■ Task details ■
Your answer should consist of the lines in the following data that contain "Clone".

■ Extracted data ■
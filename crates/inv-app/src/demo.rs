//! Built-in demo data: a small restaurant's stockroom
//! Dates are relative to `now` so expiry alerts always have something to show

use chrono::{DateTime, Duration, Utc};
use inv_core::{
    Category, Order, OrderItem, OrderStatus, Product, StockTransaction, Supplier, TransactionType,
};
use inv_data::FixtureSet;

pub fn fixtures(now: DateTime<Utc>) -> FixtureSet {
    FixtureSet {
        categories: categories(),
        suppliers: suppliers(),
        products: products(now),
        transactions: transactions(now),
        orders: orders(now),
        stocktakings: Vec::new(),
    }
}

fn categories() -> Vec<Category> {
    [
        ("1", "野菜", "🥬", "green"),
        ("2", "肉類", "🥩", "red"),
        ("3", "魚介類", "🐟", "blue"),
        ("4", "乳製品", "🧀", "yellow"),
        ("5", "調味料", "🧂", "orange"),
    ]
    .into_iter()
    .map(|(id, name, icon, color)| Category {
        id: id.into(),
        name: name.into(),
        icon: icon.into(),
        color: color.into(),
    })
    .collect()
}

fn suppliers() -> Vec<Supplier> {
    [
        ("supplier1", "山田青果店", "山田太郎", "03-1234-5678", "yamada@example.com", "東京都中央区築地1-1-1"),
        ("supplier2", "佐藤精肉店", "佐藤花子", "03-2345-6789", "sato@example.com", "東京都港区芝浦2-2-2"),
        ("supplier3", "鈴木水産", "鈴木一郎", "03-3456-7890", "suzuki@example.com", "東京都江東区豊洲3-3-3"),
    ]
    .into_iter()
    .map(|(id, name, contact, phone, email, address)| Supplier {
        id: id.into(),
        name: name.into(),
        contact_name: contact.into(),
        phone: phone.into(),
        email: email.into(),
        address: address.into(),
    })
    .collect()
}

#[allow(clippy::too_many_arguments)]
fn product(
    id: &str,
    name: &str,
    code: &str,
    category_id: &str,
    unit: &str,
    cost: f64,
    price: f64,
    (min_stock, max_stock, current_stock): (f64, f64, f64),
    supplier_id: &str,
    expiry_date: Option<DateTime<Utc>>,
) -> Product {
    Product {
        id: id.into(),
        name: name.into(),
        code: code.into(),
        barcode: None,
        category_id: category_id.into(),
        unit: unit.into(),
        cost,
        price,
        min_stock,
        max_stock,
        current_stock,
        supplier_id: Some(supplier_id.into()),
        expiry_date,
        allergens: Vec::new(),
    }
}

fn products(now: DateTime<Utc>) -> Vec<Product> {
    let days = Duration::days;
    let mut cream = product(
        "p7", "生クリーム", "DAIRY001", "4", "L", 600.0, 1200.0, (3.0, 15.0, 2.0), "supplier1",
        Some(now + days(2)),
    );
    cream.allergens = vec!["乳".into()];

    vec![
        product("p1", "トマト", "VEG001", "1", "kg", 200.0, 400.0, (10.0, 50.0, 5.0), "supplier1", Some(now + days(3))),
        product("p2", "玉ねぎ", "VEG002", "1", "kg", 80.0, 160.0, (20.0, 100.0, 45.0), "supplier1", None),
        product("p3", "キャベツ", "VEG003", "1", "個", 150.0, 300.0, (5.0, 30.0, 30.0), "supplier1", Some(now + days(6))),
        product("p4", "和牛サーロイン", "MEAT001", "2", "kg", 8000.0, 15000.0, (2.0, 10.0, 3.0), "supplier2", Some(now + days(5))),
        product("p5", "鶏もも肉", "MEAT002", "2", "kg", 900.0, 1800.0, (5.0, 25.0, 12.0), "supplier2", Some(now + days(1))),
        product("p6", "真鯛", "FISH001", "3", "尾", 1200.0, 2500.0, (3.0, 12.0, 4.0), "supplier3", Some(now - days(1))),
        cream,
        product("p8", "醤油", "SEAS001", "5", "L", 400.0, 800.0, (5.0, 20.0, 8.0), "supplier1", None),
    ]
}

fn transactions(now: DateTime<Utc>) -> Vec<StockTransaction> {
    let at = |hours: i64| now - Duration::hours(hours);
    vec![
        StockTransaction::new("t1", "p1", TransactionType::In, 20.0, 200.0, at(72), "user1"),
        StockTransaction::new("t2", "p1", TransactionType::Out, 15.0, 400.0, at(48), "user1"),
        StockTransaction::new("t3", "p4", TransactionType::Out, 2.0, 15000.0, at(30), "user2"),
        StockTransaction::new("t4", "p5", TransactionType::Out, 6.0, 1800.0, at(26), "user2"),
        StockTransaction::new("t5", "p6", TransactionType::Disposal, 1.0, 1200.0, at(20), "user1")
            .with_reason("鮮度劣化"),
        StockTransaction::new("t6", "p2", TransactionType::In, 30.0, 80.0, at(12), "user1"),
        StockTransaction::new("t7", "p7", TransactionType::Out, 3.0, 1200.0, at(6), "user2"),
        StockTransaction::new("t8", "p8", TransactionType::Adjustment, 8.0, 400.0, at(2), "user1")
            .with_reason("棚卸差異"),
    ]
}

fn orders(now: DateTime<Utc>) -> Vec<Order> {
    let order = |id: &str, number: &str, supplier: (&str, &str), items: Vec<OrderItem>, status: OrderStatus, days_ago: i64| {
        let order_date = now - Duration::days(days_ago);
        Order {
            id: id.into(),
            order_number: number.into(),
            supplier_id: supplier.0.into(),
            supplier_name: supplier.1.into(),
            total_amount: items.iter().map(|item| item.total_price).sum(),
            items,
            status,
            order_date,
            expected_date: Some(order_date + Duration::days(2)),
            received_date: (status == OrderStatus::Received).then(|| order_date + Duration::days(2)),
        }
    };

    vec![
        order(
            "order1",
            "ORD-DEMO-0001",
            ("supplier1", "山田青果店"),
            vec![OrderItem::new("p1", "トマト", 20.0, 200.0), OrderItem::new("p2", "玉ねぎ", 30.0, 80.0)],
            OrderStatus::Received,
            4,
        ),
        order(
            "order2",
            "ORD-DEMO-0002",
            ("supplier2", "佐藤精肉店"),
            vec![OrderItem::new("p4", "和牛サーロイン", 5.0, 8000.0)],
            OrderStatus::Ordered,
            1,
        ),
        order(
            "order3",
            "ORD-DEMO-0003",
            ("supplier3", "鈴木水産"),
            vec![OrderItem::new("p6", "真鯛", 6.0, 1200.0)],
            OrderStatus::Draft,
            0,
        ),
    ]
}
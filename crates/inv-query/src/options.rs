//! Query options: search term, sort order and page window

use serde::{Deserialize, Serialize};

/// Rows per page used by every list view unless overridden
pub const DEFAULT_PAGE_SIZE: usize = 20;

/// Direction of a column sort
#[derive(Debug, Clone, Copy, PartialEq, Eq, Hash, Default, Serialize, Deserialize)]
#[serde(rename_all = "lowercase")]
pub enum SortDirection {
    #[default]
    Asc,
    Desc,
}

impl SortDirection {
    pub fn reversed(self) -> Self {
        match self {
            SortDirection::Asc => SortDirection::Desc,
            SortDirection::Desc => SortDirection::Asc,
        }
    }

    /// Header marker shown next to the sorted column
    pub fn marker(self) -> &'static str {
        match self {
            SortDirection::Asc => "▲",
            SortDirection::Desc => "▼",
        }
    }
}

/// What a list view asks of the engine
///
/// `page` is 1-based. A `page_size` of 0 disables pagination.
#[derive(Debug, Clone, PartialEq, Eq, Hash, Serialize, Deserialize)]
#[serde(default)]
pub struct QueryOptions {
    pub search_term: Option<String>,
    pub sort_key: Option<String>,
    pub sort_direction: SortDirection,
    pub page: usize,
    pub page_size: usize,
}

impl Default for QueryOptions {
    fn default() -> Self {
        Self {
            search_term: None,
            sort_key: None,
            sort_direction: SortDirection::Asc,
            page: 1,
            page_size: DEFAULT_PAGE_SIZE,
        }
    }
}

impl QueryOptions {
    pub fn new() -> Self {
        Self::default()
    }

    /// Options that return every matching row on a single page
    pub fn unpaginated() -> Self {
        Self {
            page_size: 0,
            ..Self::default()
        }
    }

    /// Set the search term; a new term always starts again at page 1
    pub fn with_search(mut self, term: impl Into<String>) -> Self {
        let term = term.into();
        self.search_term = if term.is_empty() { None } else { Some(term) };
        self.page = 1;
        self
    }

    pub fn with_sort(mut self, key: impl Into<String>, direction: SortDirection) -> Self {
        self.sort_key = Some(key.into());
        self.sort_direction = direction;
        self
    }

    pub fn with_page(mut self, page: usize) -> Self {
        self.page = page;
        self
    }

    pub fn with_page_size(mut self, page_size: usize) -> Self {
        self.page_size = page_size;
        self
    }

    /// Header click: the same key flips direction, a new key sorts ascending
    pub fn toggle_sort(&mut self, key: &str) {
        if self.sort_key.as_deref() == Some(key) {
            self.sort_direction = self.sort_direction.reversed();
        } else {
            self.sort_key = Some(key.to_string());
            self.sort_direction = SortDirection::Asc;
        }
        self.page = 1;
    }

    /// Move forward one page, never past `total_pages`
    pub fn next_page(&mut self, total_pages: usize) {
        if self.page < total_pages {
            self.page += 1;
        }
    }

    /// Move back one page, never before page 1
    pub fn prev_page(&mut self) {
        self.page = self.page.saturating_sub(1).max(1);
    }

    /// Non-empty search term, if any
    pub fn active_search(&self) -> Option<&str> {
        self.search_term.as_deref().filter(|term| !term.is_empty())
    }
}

■ Answer for this exercise ■
#[derive(Debug, Clone, Copy, PartialEq, Eq, Hash, Default, Serialize, Deserialize)]
#[derive(Debug, Clone, PartialEq, Eq, Hash, Serialize, Deserialize)]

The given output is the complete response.